All lines with the word "Some" in the material below are required.

::::::::::

//! Cache of the static world map.

use sea_orm::{DatabaseConnection, DbErr};

use crate::{cache::SnapshotMap, data::town::TownRepository, model::town::Town};

/// Towns keyed by name, loaded once at startup.
#[derive(Default)]
pub struct TownCache {
    towns: SnapshotMap<String, Town>,
}

impl TownCache {
    pub fn new() -> Self {
        Self::default()
    }

    /// Replaces the cache with every town stored in the database.
    ///
    /// # Returns
    /// - `Ok(usize)` - Number of towns loaded
    /// - `Err(DbErr)` - Database error during query
    pub async fn load_all(&self, db: &DatabaseConnection) -> Result<usize, DbErr> {
        let towns = TownRepository::new(db).get_all().await?;
        let count = towns.len();

        self.towns.replace(
            towns
                .into_iter()
                .map(|town| (town.name.clone(), town))
                .collect(),
        );

        Ok(count)
    }

    pub fn get(&self, name: &str) -> Option<Town> {
        self.towns.get(name)
    }

    pub fn put(&self, town: Town) {
        self.towns.insert(town.name.clone(), town);
    }

    pub fn remove(&self, name: &str) -> Option<Town> {
        self.towns.remove(name)
    }

    pub fn clear(&self) {
        self.towns.clear();
    }

    pub fn len(&self) -> usize {
        self.towns.len()
    }

    pub fn is_empty(&self) -> bool {
        self.len() == 0
    }

    /// Sum of the population of every town.
    pub fn total_population(&self) -> i64 {
        self.towns
            .snapshot()
            .values()
            .map(|town| town.population as i64)
            .sum()
    }
}
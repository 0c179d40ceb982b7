use super::*;

/// Tests configuring a chat room and moving it to another channel.
///
/// Expected: Ok with a single room of that type holding the latest channel
#[tokio::test]
async fn sets_and_replaces_chat_room() -> Result<(), DbErr> {
    let test = TestBuilder::new()
        .with_server_settings_tables()
        .build()
        .await
        .unwrap();
    let db = test.db.as_ref().unwrap();

    let repo = ServerSettingsRepository::new(db);
    repo.upsert(&ServerSettings::new(10)).await?;

    let mut room = ChatRoom {
        room_type: ChatRoomType::Global,
        location: ChannelKind::Channel,
        channel_id: Some(30),
    };
    repo.set_chat_room(10, &room).await?;

    room.channel_id = Some(31);
    repo.set_chat_room(10, &room).await?;

    let settings = repo.find(10).await?.unwrap();
    assert_eq!(settings.chat_rooms, vec![room]);

    Ok(())
}
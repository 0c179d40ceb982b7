use sea_orm_migration::{prelude::*, schema::*};

#[derive(DeriveMigrationName)]
pub struct Migration;

#[async_trait::async_trait]
impl MigrationTrait for Migration {
    async fn up(&self, manager: &SchemaManager) -> Result<(), DbErr> {
        manager
            .create_table(
                Table::create()
                    .table(Town::Table)
                    .if_not_exists()
                    .col(string_len(Town::Name, 64).primary_key())
                    .col(double(Town::X))
                    .col(double(Town::Y))
                    .col(string(Town::TownType).default("Generic"))
                    .col(integer(Town::Population))
                    .col(integer(Town::Temperature).default(15))
                    .col(integer(Town::Humidity).default(50))
                    .col(boolean(Town::Capital).default(false))
                    .col(boolean(Town::Citadel).default(false))
                    .col(boolean(Town::Plaza).default(false))
                    .col(boolean(Town::Port).default(false))
                    .col(boolean(Town::Shanty).default(false))
                    .col(boolean(Town::Temple).default(false))
                    .col(boolean(Town::Walls).default(false))
                    .col(boolean(Town::Blacksmith).default(false))
                    .col(boolean(Town::HerbGarden).default(false))
                    .col(boolean(Town::MerchantsGuild).default(false))
                    .col(boolean(Town::AdventurersGuild).default(false))
                    .col(boolean(Town::BlacksmithsGuild).default(false))
                    .col(boolean(Town::HerbologistsGuild).default(false))
                    .to_owned(),
            )
            .await
    }

    async fn down(&self, manager: &SchemaManager) -> Result<(), DbErr> {
        manager
            .drop_table(Table::drop().table(Town::Table).to_owned())
            .await
    }
}

#[derive(DeriveIden)]
pub enum Town {
    #[sea_orm(iden = "towns")]
    Table,
    Name,
    X,
    Y,
    TownType,
    Population,
    Temperature,
    Humidity,
    Capital,
    Citadel,
    Plaza,
    Port,
    Shanty,
    Temple,
    Walls,
    Blacksmith,
    HerbGarden,
    MerchantsGuild,
    AdventurersGuild,
    BlacksmithsGuild,
    HerbologistsGuild,
}
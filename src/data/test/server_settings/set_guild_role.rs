use super::*;

/// Tests mapping a guild to a role and remapping it.
///
/// Expected: Ok with one mapping holding the latest role
#[tokio::test]
async fn sets_and_replaces_guild_role() -> Result<(), DbErr> {
    let test = TestBuilder::new()
        .with_server_settings_tables()
        .build()
        .await
        .unwrap();
    let db = test.db.as_ref().unwrap();

    let repo = ServerSettingsRepository::new(db);
    repo.upsert(&ServerSettings::new(10)).await?;

    repo.set_guild_role(10, Guild::MerchantsGuild, 100).await?;
    repo.set_guild_role(10, Guild::MerchantsGuild, 101).await?;

    let settings = repo.find(10).await?.unwrap();
    assert_eq!(settings.guild_roles.len(), 1);
    assert_eq!(settings.guild_role(Guild::MerchantsGuild), Some(101));

    Ok(())
}
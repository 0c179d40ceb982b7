//! Fantasy Frontiers Test Utils
//!
//! Shared testing utilities for the bot's repository and service tests. The crate
//! offers a builder for test contexts backed by in-memory SQLite databases and
//! factories that insert rows with sensible defaults.
//!
//! # Overview
//!
//! - **TestBuilder**: Fluent builder for configuring test environments
//! - **TestContext**: Test environment containing the database connection
//! - **TestError**: Error types that can occur during test setup
//! - **factory**: Row builders for characters, towns, settings and translations
//!
//! # Usage
//!
//! ```rust,ignore
//! use test_utils::builder::TestBuilder;
//!
//! #[tokio::test]
//! async fn loads_character() -> Result<(), sea_orm::DbErr> {
//!     let test = TestBuilder::new()
//!         .with_character_tables()
//!         .build()
//!         .await
//!         .unwrap();
//!     let db = test.db.as_ref().unwrap();
//!
//!     let character = test_utils::factory::create_character(db).await?;
//!     // Perform repository operations...
//!
//!     Ok(())
//! }
//! ```

pub mod builder;
pub mod context;
pub mod error;
pub mod factory;
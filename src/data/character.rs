//! Character data repository.
//!
//! A character spans four tables: the `characters` row with name, location and
//! base stats, its `character_skills` and `character_guilds` rows, and the
//! inventory document handled by [`InventoryRepository`]. Saving replaces the
//! skill and guild rows wholesale; saves and deletes run in one transaction.

use migration::OnConflict;
use sea_orm::{
    ActiveModelTrait, ActiveValue, ColumnTrait, DatabaseConnection, DbErr, EntityTrait,
    PaginatorTrait, QueryFilter, TransactionTrait,
};

use crate::{data::inventory::InventoryRepository, model::character::Character};

/// Repository providing database operations for player characters.
pub struct CharacterRepository<'a> {
    db: &'a DatabaseConnection,
}

impl<'a> CharacterRepository<'a> {
    /// Creates a new CharacterRepository instance.
    ///
    /// # Arguments
    /// - `db` - Reference to the database connection
    ///
    /// # Returns
    /// - `CharacterRepository` - New repository instance
    pub fn new(db: &'a DatabaseConnection) -> Self {
        Self { db }
    }

    /// Loads a character with skills, guild memberships and inventory.
    ///
    /// # Arguments
    /// - `discord_client_id` - Discord ID of the owning user
    ///
    /// # Returns
    /// - `Ok(Some(Character))` - The character was found
    /// - `Ok(None)` - The user has no character
    /// - `Err(DbErr)` - Database error or a stored value that fails to parse
    pub async fn find(&self, discord_client_id: u64) -> Result<Option<Character>, DbErr> {
        let id = discord_client_id.to_string();

        let Some(entity) = entity::prelude::Character::find_by_id(id.clone())
            .one(self.db)
            .await?
        else {
            return Ok(None);
        };

        let skills = entity::prelude::CharacterSkill::find()
            .filter(entity::character_skill::Column::DiscordClientId.eq(id.as_str()))
            .all(self.db)
            .await?;

        let guilds = entity::prelude::CharacterGuild::find()
            .filter(entity::character_guild::Column::DiscordClientId.eq(id.as_str()))
            .all(self.db)
            .await?;

        let inventory = entity::prelude::Inventory::find_by_id(id).one(self.db).await?;

        Character::from_entities(entity, skills, guilds, inventory).map(Some)
    }

    /// Inserts or updates a character together with all of its satellite rows.
    ///
    /// # Arguments
    /// - `character` - The character to persist
    ///
    /// # Returns
    /// - `Ok(())` - Character, skills, guilds and inventory were written
    /// - `Err(DbErr)` - Database error during any of the writes, nothing is changed
    pub async fn save(&self, character: &Character) -> Result<(), DbErr> {
        let id = character.discord_client_id.to_string();
        let stats = character.stats;
        let txn = self.db.begin().await?;

        entity::prelude::Character::insert(entity::character::ActiveModel {
            discord_client_id: ActiveValue::Set(id.clone()),
            language: ActiveValue::Set(character.language.clone()),
            first_name: ActiveValue::Set(character.first_name.clone()),
            last_name: ActiveValue::Set(character.last_name.clone()),
            noble_title: ActiveValue::Set(character.noble_title.map(|t| t.to_string())),
            money: ActiveValue::Set(character.money),
            location: ActiveValue::Set(character.location.to_string()),
            health_points: ActiveValue::Set(stats.health_points),
            mana_points: ActiveValue::Set(stats.mana_points),
            strength: ActiveValue::Set(stats.strength),
            vitality: ActiveValue::Set(stats.vitality),
            dexterity: ActiveValue::Set(stats.dexterity),
            agility: ActiveValue::Set(stats.agility),
            intelligence: ActiveValue::Set(stats.intelligence),
            magic: ActiveValue::Set(stats.magic),
            charisma: ActiveValue::Set(stats.charisma),
            reputation: ActiveValue::Set(stats.reputation),
            luck: ActiveValue::Set(stats.luck),
        })
        .on_conflict(
            OnConflict::column(entity::character::Column::DiscordClientId)
                .update_columns([
                    entity::character::Column::Language,
                    entity::character::Column::FirstName,
                    entity::character::Column::LastName,
                    entity::character::Column::NobleTitle,
                    entity::character::Column::Money,
                    entity::character::Column::Location,
                    entity::character::Column::HealthPoints,
                    entity::character::Column::ManaPoints,
                    entity::character::Column::Strength,
                    entity::character::Column::Vitality,
                    entity::character::Column::Dexterity,
                    entity::character::Column::Agility,
                    entity::character::Column::Intelligence,
                    entity::character::Column::Magic,
                    entity::character::Column::Charisma,
                    entity::character::Column::Reputation,
                    entity::character::Column::Luck,
                ])
                .to_owned(),
        )
        .exec(&txn)
        .await?;

        // Replace skill and guild rows
        entity::prelude::CharacterSkill::delete_many()
            .filter(entity::character_skill::Column::DiscordClientId.eq(id.as_str()))
            .exec(&txn)
            .await?;

        entity::prelude::CharacterGuild::delete_many()
            .filter(entity::character_guild::Column::DiscordClientId.eq(id.as_str()))
            .exec(&txn)
            .await?;

        for (skill, experience) in &character.skills {
            entity::character_skill::ActiveModel {
                discord_client_id: ActiveValue::Set(id.clone()),
                skill_name: ActiveValue::Set(skill.name.to_string()),
                experience: ActiveValue::Set(*experience),
            }
            .insert(&txn)
            .await?;
        }

        for card in &character.guild_cards {
            entity::character_guild::ActiveModel {
                discord_client_id: ActiveValue::Set(id.clone()),
                guild_name: ActiveValue::Set(card.guild.to_string()),
                experience: ActiveValue::Set(card.xp),
            }
            .insert(&txn)
            .await?;
        }

        InventoryRepository::new(&txn)
            .save(character.discord_client_id, &character.inventory)
            .await?;

        txn.commit().await
    }

    /// Counts all stored characters.
    pub async fn count(&self) -> Result<u64, DbErr> {
        entity::prelude::Character::find().count(self.db).await
    }

    /// Deletes a character and everything stored alongside it.
    ///
    /// # Returns
    /// - `Ok(true)` - The character existed and was deleted
    /// - `Ok(false)` - No character existed for this id
    /// - `Err(DbErr)` - Database error during deletion
    pub async fn delete(&self, discord_client_id: u64) -> Result<bool, DbErr> {
        let id = discord_client_id.to_string();
        let txn = self.db.begin().await?;

        entity::prelude::CharacterSkill::delete_many()
            .filter(entity::character_skill::Column::DiscordClientId.eq(id.as_str()))
            .exec(&txn)
            .await?;

        entity::prelude::CharacterGuild::delete_many()
            .filter(entity::character_guild::Column::DiscordClientId.eq(id.as_str()))
            .exec(&txn)
            .await?;

        InventoryRepository::new(&txn)
            .delete(discord_client_id)
            .await?;

        let result = entity::prelude::Character::delete_by_id(id)
            .exec(&txn)
            .await?;
        txn.commit().await?;

        Ok(result.rows_affected > 0)
    }
}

::::::::::

* [Written solution]:
        channel_id: Some(30),
    room.channel_id = Some(31);
    assert_eq!(settings.guild_role(Guild::MerchantsGuild), Some(101));
    /// - `Ok(Some(Character))` - The character was found
        let Some(entity) = entity::prelude::Character::find_by_id(id.clone())
        Character::from_entities(entity, skills, guilds, inventory).map(Some)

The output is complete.